[[ STORED DATA, beginning ]]

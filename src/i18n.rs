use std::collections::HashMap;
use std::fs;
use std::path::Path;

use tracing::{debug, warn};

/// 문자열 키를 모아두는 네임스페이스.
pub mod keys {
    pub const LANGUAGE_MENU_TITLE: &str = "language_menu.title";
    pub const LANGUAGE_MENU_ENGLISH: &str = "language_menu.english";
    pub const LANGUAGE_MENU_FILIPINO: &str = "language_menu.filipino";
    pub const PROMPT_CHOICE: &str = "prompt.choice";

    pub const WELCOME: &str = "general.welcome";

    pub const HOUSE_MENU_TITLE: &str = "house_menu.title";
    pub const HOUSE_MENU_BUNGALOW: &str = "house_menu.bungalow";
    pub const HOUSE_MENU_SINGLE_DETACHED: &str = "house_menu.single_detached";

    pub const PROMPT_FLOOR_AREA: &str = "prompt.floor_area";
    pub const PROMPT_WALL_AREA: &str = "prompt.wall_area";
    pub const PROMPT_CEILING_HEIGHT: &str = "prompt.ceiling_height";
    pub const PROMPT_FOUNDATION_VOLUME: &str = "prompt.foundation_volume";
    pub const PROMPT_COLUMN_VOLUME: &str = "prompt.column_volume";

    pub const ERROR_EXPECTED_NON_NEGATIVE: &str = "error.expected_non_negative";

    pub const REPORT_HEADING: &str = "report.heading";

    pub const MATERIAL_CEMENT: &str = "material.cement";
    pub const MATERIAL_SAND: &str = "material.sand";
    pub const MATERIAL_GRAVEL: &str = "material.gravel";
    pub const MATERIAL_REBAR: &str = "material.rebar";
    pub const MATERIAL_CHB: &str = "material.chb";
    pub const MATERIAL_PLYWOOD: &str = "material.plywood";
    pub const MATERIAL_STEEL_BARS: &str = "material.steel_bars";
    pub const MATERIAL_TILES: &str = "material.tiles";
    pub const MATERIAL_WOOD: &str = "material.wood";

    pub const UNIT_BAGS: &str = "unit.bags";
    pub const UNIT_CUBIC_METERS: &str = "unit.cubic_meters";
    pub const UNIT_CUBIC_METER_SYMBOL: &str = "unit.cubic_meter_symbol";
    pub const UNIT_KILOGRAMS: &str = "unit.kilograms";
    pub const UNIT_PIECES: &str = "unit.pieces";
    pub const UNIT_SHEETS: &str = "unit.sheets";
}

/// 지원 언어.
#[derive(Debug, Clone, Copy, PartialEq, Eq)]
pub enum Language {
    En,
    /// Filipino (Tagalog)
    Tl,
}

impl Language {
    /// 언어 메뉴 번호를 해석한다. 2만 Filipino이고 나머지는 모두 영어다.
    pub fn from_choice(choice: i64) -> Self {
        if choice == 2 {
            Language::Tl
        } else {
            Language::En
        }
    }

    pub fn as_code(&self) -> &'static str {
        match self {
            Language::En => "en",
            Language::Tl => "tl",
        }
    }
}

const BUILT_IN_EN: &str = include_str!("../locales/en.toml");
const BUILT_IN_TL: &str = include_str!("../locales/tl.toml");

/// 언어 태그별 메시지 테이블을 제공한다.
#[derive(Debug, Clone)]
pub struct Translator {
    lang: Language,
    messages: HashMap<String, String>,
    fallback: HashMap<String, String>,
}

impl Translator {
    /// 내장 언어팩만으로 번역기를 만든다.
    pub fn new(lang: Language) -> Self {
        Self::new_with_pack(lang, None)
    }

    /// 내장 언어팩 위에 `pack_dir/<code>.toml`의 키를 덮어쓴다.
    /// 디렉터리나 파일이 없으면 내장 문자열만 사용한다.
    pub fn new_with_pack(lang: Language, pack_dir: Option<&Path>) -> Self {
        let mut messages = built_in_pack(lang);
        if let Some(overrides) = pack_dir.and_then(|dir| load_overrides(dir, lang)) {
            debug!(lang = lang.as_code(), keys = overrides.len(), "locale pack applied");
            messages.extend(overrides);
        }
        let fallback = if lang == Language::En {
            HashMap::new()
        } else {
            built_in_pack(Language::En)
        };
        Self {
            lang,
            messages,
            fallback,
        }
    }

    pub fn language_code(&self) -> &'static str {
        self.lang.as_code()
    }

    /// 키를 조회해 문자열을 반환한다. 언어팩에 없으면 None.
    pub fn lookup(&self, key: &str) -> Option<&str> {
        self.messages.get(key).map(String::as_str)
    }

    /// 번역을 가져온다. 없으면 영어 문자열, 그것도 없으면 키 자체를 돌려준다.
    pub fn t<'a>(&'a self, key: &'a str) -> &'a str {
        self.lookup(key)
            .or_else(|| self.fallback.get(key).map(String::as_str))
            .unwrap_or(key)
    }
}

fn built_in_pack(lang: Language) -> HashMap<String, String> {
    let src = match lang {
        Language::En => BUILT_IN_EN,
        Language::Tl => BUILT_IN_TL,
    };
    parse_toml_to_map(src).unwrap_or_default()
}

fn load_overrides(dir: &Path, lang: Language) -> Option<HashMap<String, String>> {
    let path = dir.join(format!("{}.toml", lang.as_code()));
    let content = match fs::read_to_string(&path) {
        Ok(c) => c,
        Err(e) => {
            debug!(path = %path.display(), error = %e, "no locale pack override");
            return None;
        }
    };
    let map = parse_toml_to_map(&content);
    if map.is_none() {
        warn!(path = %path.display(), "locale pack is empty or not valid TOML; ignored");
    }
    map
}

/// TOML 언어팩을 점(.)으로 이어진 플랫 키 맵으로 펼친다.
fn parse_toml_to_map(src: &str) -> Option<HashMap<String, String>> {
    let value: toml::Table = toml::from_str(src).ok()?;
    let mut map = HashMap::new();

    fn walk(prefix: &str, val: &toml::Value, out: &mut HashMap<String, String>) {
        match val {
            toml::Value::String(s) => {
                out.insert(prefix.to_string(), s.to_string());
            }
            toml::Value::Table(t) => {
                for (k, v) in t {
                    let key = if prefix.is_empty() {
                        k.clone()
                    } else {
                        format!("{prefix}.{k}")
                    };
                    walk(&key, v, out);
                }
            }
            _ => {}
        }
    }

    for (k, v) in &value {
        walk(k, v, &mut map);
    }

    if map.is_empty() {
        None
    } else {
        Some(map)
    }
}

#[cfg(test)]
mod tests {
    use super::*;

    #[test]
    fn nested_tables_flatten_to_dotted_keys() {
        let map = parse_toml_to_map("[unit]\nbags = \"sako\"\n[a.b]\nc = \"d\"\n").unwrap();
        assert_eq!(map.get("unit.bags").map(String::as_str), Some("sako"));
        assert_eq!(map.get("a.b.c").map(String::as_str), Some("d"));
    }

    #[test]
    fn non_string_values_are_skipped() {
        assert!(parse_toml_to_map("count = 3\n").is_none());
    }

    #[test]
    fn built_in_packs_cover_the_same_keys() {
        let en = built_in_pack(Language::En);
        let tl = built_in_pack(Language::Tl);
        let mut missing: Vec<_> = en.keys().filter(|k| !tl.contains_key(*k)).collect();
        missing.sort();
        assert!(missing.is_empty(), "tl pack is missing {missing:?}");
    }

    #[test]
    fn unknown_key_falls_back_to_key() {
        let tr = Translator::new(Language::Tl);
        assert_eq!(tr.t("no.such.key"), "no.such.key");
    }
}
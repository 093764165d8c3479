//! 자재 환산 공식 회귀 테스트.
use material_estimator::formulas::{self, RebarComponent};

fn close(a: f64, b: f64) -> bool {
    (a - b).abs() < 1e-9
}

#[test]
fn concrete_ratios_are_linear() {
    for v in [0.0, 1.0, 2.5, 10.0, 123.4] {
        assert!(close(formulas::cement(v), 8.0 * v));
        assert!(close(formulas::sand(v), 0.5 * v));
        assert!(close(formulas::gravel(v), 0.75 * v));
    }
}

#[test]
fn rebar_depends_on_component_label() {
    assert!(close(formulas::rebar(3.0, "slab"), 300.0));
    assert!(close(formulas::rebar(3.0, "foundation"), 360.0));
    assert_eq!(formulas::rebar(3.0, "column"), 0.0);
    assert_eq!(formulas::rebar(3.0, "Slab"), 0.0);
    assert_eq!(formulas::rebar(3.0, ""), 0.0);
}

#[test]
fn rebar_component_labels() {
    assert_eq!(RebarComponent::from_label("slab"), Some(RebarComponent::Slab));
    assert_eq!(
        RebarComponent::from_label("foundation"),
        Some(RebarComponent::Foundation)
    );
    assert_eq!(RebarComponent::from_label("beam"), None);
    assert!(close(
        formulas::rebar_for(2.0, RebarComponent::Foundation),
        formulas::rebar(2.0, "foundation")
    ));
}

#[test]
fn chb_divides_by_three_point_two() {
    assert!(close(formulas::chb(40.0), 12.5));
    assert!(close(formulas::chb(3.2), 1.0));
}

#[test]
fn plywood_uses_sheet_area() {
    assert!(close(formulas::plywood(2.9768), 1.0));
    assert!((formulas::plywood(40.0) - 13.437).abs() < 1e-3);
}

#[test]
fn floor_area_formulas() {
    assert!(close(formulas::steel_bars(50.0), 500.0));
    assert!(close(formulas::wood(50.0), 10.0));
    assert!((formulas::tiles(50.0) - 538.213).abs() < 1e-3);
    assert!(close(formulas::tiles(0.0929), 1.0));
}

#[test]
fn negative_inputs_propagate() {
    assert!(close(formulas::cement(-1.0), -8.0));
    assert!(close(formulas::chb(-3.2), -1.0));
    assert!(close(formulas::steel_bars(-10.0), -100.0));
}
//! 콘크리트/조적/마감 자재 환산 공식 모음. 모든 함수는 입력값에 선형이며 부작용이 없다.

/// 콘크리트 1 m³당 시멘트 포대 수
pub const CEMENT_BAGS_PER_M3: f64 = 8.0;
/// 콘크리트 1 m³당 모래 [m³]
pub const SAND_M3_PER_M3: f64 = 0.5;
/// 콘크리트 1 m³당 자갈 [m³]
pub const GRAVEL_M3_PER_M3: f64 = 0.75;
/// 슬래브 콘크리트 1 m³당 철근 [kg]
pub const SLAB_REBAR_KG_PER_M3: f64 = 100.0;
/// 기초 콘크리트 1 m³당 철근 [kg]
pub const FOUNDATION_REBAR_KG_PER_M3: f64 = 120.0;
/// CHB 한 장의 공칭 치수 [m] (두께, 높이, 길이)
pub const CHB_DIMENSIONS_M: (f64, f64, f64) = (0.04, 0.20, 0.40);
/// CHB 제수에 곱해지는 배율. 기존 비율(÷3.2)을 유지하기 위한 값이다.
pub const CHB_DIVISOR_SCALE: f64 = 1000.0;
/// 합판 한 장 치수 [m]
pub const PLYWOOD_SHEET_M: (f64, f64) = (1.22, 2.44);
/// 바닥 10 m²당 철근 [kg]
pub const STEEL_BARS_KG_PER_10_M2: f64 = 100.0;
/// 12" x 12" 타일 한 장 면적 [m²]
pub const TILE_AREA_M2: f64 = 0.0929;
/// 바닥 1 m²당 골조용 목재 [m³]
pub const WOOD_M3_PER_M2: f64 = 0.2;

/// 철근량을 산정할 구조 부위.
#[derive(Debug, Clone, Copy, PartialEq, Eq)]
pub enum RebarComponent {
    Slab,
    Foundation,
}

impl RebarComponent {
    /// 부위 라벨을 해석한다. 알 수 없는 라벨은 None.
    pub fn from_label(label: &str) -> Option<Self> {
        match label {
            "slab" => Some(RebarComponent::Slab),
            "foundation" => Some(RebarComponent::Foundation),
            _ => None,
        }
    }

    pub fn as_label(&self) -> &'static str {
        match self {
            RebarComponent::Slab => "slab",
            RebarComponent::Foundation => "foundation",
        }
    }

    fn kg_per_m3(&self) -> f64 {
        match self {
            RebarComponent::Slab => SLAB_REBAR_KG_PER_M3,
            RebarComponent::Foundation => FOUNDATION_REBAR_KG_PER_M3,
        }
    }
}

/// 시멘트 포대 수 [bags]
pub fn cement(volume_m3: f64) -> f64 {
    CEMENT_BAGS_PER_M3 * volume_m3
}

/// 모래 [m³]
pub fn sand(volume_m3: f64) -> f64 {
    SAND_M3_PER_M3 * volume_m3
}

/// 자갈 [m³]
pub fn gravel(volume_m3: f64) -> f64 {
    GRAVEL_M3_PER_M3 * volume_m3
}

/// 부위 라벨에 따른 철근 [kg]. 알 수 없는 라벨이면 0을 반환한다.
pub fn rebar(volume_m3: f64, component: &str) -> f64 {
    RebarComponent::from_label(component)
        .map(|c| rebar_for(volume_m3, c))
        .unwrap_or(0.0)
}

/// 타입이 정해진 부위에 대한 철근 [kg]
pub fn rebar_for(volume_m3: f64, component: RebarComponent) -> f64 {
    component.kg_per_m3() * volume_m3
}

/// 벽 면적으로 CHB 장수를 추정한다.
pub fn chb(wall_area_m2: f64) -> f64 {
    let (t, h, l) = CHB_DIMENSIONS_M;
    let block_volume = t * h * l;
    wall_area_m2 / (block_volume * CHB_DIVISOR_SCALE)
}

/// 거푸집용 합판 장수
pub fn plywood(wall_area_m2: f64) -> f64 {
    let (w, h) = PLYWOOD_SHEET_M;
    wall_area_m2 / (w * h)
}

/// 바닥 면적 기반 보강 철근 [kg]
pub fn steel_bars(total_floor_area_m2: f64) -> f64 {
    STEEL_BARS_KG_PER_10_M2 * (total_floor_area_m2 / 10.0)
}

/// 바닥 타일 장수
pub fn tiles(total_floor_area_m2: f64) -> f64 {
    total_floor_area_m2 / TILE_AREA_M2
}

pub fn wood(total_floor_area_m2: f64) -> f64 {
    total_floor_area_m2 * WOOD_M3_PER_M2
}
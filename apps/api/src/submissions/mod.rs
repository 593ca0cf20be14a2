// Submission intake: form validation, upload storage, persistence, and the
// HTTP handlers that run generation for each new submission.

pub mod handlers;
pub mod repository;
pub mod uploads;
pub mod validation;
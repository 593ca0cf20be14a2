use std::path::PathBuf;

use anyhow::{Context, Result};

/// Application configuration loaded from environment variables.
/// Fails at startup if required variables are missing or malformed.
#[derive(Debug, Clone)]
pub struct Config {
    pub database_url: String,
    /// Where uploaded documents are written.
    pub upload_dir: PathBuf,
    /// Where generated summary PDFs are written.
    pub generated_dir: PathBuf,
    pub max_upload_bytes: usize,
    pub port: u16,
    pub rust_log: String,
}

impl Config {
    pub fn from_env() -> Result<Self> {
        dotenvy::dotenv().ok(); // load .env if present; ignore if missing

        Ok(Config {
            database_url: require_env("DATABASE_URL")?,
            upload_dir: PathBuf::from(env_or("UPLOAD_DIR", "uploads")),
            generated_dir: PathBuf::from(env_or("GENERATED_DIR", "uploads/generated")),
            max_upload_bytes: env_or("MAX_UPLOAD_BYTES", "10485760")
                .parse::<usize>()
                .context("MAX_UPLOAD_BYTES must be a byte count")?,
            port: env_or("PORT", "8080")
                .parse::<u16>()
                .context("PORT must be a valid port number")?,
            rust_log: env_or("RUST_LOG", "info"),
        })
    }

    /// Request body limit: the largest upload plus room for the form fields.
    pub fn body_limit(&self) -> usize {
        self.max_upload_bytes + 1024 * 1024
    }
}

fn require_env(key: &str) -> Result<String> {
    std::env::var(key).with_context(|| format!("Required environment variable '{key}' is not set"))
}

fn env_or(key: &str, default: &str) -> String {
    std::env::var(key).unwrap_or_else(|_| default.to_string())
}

[[ STORED DATA, end ]]

§ TASK REQUIREMENTS: Beginning with the first line above, could you copy every line exactly, up to and including the one with "pub const PROMPT_CHOICE: &str"?

§ ANSWER BELOW:
filename src/i18n.rs
use std::collections::HashMap;
use std::fs;
use std::path::Path;

use tracing::{debug, warn};

/// 문자열 키를 모아두는 네임스페이스.
pub mod keys {
    pub const LANGUAGE_MENU_TITLE: &str = "language_menu.title";
    pub const LANGUAGE_MENU_ENGLISH: &str = "language_menu.english";
    pub const LANGUAGE_MENU_FILIPINO: &str = "language_menu.filipino";
    pub const PROMPT_CHOICE: &str = "prompt.choice";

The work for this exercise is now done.